BRIEF:
Search the records below for the word "BedrockImageClient" and show every line where it occurs.

DATA EXCERPTS:

[Start of Attachment]

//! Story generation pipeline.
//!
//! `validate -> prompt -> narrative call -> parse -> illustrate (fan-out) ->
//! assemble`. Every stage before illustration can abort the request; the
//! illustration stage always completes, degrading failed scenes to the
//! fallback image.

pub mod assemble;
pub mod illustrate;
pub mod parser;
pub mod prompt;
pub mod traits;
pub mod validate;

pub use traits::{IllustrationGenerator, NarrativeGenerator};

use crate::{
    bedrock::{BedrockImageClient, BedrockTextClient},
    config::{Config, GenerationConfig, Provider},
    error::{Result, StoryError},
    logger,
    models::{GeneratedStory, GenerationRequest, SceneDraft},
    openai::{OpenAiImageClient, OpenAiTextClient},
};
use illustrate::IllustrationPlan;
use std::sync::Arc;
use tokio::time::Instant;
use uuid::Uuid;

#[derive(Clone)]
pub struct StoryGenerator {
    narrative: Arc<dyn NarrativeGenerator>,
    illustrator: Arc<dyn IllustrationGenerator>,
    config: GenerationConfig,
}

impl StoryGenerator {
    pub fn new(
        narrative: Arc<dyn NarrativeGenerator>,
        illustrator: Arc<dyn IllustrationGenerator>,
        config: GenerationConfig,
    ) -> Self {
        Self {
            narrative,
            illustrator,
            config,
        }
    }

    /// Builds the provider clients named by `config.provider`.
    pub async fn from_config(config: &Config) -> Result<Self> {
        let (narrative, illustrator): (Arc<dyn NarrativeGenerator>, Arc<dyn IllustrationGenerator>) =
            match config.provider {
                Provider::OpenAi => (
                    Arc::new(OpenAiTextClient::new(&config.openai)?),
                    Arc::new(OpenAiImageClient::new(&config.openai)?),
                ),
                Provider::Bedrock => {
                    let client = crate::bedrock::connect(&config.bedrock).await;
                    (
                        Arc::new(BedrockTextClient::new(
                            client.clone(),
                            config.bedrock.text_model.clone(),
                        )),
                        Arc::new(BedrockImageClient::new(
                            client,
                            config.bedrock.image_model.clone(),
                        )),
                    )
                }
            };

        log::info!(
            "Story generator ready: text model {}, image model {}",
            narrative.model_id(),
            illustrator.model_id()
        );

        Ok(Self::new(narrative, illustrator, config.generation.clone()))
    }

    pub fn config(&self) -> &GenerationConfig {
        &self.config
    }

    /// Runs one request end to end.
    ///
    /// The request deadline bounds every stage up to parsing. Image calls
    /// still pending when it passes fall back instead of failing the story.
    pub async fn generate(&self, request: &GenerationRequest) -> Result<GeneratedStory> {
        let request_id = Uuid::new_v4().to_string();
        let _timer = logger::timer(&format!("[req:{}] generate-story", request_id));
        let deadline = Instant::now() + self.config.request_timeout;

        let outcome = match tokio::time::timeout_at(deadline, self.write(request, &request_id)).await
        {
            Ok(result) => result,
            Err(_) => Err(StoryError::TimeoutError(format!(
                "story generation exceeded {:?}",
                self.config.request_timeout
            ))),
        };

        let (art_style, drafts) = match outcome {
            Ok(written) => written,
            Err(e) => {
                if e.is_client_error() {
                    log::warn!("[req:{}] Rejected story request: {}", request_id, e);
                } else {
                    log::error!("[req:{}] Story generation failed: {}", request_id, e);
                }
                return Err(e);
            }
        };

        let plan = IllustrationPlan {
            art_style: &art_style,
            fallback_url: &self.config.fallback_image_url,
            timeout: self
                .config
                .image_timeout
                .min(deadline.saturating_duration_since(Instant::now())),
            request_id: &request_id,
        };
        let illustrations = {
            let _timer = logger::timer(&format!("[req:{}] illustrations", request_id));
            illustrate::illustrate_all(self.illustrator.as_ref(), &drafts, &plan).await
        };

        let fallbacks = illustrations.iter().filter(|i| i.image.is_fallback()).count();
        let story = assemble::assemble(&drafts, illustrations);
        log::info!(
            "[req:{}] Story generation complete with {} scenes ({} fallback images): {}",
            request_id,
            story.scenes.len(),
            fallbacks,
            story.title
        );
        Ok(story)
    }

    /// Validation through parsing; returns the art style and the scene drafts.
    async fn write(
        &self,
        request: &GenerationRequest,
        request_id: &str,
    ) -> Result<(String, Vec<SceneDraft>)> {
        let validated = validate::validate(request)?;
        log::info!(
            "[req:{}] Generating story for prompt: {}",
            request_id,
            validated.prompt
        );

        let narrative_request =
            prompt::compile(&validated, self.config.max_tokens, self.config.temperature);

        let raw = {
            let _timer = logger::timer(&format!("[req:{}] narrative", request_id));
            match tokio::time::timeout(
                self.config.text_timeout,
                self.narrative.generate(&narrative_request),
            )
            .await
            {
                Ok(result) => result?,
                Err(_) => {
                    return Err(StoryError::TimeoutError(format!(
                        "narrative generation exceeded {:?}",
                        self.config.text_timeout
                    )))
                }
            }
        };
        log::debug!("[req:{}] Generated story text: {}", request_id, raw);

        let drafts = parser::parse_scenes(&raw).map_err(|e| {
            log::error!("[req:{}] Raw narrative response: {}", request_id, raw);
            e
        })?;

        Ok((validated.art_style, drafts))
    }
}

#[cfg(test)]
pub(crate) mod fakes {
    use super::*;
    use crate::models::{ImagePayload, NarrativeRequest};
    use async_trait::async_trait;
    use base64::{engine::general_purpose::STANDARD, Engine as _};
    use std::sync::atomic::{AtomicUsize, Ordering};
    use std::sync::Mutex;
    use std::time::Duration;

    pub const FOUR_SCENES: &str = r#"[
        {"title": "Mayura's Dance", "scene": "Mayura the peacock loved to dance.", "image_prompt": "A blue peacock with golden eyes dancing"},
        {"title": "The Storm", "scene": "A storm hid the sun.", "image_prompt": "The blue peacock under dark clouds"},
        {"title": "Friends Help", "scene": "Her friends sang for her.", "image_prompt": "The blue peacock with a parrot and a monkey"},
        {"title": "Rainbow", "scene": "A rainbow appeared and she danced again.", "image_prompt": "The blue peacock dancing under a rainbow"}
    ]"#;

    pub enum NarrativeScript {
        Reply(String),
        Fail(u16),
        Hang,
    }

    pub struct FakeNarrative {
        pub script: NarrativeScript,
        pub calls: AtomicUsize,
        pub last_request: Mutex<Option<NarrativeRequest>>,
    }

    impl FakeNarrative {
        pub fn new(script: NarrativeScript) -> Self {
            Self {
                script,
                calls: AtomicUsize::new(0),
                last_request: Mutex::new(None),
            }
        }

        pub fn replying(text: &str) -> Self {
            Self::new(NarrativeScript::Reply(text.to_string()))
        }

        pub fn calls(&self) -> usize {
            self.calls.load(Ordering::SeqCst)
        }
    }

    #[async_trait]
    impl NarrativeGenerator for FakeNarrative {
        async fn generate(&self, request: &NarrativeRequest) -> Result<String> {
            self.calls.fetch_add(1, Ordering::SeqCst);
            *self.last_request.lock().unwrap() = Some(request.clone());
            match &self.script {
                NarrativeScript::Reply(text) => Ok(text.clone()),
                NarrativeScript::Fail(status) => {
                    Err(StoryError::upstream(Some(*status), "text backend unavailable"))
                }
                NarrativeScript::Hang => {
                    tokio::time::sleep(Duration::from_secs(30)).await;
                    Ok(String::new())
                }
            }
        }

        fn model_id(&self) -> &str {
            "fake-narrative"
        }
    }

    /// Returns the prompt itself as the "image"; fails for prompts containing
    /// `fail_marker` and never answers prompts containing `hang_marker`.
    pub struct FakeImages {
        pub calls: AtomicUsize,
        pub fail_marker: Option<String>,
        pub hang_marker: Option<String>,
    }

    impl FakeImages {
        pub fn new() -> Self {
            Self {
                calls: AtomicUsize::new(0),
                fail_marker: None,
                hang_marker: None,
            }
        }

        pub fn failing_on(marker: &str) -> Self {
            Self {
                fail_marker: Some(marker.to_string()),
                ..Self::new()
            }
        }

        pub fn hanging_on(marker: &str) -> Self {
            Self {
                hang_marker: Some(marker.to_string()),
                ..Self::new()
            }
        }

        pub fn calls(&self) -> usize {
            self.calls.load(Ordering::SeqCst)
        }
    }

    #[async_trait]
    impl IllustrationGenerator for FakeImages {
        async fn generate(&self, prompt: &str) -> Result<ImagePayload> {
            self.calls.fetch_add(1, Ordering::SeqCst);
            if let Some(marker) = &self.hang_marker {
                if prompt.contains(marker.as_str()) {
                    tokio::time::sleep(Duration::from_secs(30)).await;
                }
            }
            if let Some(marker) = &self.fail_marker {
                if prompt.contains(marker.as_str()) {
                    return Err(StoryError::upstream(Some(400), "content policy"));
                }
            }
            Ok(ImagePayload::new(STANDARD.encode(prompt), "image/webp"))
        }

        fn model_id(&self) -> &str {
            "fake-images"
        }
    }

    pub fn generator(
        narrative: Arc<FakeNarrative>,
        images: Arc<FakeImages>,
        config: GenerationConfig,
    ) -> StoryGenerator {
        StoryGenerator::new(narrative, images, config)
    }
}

[End of Attachment]
[Start of Attachment]

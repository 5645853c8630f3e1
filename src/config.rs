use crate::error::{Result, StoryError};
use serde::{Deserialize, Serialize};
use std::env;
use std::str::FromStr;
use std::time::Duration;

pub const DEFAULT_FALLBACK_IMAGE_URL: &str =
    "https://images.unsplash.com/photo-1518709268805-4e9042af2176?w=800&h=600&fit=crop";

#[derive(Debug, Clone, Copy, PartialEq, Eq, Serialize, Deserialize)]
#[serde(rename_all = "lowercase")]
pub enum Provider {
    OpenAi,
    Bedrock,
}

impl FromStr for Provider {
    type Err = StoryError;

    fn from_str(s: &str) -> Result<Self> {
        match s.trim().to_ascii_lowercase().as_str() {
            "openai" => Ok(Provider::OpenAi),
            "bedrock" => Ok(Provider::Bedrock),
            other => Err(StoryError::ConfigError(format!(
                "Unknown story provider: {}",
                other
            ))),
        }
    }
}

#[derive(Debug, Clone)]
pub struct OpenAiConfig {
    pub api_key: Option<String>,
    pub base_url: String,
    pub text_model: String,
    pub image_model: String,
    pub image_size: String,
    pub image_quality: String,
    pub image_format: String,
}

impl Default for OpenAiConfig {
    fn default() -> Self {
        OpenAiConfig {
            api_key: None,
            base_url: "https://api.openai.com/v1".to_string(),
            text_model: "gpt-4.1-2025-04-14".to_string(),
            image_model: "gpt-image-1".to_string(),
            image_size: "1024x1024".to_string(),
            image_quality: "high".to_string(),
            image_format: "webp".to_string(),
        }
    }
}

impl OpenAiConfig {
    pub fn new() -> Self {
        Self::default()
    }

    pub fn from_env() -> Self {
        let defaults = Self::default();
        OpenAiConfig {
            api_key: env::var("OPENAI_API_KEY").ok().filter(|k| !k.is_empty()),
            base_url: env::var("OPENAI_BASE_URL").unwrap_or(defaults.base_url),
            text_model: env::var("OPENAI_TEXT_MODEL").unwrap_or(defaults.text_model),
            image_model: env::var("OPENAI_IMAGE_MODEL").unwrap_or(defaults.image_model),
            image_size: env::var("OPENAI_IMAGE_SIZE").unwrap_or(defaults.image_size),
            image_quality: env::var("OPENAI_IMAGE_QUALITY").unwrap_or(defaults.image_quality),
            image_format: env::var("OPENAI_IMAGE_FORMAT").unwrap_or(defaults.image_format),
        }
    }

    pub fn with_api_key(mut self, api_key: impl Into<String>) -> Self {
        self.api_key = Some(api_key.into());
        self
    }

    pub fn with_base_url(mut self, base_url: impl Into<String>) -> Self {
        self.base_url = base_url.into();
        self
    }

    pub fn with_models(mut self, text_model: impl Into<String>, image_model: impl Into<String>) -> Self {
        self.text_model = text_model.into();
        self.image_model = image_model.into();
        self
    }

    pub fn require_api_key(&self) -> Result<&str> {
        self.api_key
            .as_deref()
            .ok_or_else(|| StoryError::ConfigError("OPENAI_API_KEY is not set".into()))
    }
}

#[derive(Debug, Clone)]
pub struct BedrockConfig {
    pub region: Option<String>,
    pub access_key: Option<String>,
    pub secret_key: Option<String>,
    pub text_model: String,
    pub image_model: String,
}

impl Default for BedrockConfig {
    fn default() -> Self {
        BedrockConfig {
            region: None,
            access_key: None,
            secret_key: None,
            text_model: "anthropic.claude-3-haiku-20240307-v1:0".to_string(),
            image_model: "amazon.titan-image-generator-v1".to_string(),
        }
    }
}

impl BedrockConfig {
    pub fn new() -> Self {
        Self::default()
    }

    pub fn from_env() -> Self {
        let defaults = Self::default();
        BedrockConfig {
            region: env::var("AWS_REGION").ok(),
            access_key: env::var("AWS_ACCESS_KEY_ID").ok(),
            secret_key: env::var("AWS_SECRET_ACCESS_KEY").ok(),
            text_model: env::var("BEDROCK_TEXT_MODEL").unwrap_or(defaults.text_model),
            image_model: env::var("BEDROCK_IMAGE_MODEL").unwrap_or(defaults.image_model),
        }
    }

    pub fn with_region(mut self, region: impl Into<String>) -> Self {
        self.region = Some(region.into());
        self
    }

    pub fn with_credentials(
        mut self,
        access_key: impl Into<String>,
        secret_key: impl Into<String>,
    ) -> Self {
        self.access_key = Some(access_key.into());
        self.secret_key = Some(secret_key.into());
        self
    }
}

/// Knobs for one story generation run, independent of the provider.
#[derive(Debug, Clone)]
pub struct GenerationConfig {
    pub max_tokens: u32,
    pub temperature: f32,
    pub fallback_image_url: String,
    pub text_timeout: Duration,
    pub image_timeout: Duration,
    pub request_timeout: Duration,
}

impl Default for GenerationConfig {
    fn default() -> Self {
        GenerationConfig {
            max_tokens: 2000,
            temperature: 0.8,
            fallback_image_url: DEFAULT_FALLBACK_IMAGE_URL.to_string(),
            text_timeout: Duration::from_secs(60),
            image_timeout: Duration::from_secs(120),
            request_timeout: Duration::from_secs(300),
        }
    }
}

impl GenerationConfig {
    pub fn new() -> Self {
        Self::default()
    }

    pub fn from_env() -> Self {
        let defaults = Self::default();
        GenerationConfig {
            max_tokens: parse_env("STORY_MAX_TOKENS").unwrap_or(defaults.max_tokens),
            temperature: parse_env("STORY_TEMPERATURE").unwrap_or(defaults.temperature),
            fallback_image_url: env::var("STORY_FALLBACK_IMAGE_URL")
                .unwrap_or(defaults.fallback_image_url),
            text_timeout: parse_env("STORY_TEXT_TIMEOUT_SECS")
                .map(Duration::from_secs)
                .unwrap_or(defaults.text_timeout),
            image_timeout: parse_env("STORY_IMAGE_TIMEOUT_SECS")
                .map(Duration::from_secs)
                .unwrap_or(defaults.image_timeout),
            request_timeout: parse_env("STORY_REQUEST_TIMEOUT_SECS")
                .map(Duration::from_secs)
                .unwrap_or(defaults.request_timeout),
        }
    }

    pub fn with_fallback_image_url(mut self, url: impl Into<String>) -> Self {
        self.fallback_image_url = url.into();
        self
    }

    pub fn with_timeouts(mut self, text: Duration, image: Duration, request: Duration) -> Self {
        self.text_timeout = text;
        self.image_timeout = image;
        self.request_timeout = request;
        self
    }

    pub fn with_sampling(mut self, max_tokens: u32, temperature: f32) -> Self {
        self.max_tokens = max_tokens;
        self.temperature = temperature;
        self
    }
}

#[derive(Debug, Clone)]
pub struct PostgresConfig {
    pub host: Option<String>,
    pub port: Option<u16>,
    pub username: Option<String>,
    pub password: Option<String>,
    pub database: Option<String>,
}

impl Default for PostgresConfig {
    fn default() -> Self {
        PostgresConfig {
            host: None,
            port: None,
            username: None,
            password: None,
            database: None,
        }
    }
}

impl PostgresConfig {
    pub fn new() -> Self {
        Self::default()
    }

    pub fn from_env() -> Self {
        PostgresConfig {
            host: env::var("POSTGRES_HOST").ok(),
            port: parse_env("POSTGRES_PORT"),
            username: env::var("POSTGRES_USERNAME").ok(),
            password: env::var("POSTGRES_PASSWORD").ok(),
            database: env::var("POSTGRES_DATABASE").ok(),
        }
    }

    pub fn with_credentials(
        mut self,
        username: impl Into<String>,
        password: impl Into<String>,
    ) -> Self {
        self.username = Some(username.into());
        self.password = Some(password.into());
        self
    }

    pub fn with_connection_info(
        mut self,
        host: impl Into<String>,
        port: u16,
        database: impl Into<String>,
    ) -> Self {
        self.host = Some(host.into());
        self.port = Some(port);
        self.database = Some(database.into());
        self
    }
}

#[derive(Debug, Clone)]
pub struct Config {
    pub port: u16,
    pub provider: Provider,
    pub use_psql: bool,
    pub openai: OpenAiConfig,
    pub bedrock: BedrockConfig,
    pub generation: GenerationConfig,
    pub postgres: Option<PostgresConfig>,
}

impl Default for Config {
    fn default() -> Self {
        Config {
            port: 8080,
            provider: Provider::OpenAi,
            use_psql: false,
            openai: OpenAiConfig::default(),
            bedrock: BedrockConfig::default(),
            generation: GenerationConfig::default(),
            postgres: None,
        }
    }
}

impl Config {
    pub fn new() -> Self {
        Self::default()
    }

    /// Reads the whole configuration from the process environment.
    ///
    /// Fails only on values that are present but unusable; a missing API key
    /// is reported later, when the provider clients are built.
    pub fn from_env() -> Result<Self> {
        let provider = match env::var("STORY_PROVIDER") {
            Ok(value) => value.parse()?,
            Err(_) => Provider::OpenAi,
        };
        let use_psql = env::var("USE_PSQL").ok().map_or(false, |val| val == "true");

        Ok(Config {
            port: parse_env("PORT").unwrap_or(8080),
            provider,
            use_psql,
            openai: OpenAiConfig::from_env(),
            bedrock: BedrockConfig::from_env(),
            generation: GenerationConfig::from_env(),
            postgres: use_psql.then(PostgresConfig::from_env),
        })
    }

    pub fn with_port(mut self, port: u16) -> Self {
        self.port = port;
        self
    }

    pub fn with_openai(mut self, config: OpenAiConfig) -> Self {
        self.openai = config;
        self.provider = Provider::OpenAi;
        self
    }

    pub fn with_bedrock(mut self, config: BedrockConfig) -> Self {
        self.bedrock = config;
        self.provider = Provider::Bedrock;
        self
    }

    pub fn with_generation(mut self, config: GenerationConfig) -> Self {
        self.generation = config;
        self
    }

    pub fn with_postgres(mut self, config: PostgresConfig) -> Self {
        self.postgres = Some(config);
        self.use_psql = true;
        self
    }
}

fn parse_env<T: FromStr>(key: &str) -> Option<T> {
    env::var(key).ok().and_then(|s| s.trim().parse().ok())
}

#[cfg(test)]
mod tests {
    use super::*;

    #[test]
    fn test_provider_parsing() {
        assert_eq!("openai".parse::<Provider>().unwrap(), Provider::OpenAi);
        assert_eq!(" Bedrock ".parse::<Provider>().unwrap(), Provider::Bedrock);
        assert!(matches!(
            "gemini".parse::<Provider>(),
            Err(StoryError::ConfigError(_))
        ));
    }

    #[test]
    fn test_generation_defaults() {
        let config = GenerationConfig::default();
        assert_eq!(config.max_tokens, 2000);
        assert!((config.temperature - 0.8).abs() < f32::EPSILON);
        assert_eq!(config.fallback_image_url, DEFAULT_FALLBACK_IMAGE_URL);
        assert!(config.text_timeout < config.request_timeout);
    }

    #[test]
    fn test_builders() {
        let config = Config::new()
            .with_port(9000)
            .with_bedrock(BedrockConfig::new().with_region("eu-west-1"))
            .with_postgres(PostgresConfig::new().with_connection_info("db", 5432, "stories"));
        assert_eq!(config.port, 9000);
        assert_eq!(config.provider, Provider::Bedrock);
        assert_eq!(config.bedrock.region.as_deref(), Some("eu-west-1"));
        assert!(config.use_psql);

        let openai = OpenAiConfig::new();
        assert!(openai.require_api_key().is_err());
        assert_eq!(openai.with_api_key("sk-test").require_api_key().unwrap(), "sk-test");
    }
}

[End of Attachment]

TASK RESPONSE:
    bedrock::{BedrockImageClient, BedrockTextClient},
                        Arc::new(BedrockImageClient::new(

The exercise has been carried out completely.